■ **Task to carry out**
Whenever a line of the entries below holds the string "BTreeMap", copy that line and return it.

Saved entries
▬▬▬▬▬▬▬▬▬▬
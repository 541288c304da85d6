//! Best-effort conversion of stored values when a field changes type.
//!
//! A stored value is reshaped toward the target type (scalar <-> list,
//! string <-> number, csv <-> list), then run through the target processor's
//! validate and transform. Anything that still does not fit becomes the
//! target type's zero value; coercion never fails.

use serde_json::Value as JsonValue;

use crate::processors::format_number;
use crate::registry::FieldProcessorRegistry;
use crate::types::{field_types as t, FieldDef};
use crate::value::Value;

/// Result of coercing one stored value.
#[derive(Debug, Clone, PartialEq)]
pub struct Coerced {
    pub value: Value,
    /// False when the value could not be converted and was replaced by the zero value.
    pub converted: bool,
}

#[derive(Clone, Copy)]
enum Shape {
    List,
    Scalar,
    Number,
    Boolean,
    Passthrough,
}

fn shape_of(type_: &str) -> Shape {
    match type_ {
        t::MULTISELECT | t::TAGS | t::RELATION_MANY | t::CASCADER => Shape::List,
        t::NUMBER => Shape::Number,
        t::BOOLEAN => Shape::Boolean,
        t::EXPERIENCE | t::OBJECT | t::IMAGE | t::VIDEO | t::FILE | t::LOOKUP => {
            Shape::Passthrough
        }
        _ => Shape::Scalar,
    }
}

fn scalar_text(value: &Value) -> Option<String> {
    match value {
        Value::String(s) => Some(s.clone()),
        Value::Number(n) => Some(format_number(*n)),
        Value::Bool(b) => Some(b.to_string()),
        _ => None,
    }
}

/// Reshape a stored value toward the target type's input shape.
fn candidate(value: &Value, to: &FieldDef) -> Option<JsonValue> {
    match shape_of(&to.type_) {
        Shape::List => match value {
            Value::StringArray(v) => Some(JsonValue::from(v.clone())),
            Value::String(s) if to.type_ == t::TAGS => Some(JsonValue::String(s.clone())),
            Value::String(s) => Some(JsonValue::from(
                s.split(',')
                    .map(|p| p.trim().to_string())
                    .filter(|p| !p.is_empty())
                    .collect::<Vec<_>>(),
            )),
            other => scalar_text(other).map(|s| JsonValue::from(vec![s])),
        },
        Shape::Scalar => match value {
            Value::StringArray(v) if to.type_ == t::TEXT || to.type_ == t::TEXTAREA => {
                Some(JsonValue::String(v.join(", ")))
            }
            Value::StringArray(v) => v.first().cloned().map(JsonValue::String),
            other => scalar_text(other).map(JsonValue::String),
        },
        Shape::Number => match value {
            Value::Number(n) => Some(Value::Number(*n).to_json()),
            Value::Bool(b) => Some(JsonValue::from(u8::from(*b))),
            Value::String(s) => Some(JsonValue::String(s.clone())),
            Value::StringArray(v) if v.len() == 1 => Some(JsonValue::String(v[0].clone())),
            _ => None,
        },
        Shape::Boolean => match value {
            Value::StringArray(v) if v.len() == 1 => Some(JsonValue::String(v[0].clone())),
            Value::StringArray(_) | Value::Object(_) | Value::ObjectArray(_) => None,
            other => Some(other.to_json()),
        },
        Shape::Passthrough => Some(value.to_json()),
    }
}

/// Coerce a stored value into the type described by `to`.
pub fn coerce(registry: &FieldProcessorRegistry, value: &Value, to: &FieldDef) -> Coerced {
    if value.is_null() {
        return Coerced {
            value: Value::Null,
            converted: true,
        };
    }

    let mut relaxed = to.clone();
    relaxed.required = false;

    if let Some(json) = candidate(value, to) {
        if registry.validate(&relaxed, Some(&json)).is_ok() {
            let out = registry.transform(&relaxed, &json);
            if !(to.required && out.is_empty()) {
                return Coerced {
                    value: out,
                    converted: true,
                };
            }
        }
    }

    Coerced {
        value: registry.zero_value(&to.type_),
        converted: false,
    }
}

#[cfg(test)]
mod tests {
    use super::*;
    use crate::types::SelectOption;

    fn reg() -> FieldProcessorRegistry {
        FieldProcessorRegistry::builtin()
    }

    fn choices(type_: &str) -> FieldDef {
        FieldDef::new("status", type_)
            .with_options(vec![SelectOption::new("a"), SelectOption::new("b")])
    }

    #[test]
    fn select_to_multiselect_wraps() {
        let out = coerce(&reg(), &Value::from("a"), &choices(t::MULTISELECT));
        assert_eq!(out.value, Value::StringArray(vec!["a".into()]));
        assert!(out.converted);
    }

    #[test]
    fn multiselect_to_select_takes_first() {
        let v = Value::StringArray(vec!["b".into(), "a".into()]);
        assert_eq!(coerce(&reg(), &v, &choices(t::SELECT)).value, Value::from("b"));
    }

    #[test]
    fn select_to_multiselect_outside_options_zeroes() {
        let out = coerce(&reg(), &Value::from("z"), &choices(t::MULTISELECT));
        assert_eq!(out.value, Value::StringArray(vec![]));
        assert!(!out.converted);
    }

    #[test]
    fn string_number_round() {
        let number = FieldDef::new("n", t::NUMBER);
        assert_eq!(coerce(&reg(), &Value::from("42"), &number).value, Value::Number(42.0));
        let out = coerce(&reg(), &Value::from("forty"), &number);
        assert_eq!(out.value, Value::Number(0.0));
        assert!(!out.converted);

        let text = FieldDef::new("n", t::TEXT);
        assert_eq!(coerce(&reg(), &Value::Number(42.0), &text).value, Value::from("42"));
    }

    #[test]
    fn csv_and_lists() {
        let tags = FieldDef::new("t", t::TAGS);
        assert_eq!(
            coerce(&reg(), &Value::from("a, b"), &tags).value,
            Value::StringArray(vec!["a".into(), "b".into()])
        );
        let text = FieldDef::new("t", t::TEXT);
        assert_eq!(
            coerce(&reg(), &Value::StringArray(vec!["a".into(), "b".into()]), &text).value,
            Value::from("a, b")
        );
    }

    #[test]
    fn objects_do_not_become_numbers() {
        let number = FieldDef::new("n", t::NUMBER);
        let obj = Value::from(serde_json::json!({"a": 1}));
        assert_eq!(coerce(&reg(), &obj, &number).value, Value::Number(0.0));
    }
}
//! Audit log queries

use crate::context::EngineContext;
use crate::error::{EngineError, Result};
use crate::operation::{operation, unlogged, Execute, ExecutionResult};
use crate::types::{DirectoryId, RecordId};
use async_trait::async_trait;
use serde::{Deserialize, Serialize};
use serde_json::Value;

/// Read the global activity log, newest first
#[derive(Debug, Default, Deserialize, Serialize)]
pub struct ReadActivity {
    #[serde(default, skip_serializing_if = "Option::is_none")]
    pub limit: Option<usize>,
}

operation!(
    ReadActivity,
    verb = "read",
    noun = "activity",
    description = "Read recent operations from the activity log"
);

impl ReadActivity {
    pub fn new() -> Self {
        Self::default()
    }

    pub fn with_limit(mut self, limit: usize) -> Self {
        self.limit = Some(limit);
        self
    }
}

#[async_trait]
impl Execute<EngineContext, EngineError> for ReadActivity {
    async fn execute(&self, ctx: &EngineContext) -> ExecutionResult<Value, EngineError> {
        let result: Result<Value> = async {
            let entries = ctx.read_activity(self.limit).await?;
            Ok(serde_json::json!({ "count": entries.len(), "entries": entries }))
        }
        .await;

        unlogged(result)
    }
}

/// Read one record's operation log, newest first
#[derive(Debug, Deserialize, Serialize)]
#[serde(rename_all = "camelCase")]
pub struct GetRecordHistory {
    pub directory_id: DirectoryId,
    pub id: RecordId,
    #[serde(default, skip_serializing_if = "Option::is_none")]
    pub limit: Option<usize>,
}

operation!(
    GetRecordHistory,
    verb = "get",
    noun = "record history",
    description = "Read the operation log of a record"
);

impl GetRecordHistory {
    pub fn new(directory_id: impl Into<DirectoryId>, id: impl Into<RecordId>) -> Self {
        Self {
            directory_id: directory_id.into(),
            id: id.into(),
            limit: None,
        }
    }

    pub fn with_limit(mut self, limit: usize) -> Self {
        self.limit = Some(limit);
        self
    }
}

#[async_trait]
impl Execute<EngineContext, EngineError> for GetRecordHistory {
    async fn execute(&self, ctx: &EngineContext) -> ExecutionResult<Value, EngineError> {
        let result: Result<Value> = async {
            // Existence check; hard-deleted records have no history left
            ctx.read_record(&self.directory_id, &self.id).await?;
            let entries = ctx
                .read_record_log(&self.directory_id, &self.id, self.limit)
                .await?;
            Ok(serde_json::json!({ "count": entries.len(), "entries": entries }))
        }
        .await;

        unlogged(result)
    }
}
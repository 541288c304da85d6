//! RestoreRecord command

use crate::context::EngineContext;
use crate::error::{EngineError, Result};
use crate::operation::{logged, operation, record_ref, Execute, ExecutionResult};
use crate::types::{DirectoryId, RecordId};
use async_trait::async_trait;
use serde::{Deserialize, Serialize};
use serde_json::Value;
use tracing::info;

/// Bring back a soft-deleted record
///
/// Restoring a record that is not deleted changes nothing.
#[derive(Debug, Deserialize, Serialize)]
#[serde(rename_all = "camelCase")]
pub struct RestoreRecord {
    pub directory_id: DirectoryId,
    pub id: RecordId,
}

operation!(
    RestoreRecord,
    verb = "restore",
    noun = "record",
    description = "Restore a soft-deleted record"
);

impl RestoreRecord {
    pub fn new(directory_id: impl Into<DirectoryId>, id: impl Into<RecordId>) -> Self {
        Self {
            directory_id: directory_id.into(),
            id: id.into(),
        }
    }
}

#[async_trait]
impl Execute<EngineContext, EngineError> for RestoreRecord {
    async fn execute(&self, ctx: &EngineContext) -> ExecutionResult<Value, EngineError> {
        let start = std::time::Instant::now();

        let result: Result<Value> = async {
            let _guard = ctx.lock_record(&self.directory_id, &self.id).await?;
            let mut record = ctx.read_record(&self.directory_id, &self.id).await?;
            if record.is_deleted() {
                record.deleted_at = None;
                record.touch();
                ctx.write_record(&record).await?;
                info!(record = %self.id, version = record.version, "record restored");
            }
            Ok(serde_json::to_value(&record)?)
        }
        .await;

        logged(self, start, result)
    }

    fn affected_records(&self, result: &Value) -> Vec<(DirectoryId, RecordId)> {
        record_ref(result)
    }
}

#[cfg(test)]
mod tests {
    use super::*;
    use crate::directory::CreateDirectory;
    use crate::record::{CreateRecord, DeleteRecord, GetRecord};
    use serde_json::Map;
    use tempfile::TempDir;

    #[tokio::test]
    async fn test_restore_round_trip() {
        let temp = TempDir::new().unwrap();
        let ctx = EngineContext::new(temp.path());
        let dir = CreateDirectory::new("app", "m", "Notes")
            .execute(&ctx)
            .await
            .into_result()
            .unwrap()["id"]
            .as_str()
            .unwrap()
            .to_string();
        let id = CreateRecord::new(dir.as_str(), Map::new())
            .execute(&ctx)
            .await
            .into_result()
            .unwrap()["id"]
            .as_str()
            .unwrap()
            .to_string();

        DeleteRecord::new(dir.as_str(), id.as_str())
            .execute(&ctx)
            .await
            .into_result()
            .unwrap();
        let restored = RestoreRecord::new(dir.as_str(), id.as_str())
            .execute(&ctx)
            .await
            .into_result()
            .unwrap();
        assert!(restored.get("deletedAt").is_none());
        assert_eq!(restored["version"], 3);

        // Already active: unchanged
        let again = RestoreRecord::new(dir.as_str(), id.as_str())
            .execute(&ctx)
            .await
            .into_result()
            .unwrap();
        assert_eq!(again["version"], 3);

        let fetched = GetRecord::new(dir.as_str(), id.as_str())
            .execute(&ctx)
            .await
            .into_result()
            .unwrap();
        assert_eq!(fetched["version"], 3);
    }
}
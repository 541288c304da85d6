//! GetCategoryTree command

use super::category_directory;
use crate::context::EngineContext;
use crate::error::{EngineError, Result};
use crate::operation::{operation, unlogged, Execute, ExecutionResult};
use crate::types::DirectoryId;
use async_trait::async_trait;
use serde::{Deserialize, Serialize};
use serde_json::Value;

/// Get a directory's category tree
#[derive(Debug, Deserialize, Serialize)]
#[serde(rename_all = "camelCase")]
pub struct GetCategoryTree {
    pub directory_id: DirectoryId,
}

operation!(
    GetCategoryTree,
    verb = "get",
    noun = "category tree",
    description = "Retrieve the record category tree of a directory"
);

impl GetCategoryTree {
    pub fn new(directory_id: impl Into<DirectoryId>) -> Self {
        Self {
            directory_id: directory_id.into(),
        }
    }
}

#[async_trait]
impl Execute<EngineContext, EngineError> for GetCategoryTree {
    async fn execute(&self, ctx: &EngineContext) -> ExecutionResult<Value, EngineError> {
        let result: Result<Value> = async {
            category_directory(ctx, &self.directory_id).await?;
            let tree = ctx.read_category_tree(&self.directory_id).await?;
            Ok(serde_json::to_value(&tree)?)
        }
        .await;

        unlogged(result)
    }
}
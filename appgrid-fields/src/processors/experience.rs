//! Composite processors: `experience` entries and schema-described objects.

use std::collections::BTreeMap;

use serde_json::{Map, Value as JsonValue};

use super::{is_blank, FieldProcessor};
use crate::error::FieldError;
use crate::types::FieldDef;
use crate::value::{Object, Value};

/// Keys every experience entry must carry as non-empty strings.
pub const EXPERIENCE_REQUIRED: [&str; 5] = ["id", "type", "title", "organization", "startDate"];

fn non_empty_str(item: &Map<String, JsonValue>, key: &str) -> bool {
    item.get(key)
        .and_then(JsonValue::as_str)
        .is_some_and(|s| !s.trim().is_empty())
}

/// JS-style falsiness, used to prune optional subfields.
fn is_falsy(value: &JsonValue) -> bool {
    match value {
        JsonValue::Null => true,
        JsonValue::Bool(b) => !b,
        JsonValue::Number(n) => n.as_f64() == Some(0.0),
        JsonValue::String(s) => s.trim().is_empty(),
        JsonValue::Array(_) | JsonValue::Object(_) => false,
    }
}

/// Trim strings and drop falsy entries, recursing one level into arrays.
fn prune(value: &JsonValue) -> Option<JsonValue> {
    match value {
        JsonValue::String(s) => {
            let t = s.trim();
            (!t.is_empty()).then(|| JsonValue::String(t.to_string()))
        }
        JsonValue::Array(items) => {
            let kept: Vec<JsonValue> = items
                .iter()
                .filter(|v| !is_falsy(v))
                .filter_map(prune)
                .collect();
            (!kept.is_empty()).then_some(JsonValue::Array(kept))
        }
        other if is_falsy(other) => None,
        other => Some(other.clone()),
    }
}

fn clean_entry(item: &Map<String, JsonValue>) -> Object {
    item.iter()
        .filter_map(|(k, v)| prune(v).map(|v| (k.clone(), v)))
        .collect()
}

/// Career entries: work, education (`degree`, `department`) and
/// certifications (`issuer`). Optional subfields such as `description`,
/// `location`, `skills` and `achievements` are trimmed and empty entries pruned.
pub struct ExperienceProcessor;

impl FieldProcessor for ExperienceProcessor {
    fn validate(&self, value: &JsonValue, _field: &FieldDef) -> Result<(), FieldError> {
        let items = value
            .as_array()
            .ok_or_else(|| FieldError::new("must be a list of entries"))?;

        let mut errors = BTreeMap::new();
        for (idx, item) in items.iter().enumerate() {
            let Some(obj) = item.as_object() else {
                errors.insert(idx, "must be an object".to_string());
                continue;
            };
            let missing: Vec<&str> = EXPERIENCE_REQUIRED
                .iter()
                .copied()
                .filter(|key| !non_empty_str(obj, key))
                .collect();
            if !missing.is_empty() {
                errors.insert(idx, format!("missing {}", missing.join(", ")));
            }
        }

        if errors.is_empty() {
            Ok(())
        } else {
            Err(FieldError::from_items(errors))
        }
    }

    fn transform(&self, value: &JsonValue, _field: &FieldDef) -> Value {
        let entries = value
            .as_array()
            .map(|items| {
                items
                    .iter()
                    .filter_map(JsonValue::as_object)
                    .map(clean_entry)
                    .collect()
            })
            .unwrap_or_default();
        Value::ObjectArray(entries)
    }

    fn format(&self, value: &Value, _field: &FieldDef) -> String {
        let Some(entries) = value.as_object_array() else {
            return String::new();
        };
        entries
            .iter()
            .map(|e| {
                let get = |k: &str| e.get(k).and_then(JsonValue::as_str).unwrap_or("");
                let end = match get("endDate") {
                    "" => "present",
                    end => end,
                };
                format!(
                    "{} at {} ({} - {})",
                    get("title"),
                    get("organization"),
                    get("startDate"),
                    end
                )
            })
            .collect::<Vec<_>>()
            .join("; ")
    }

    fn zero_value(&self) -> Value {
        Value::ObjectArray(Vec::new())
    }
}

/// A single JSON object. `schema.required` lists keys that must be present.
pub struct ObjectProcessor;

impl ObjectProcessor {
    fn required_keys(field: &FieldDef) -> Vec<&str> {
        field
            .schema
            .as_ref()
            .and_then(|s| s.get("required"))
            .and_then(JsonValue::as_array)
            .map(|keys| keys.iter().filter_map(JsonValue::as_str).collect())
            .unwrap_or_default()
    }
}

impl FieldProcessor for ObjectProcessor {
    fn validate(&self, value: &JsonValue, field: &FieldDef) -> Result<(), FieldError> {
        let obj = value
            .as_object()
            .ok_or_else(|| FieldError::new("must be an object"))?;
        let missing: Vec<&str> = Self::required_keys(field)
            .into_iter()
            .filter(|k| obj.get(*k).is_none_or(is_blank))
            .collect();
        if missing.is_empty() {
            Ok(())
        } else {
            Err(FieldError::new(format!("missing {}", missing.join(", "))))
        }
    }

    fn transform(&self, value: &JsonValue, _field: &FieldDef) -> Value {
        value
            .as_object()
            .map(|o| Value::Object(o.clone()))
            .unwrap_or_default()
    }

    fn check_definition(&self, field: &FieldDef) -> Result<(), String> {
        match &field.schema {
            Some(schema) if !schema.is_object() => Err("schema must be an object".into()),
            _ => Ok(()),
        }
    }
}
▬▬▬▬▬▬▬▬▬▬
■ **Answer to the problem**
use std::collections::BTreeMap;
        let mut errors = BTreeMap::new();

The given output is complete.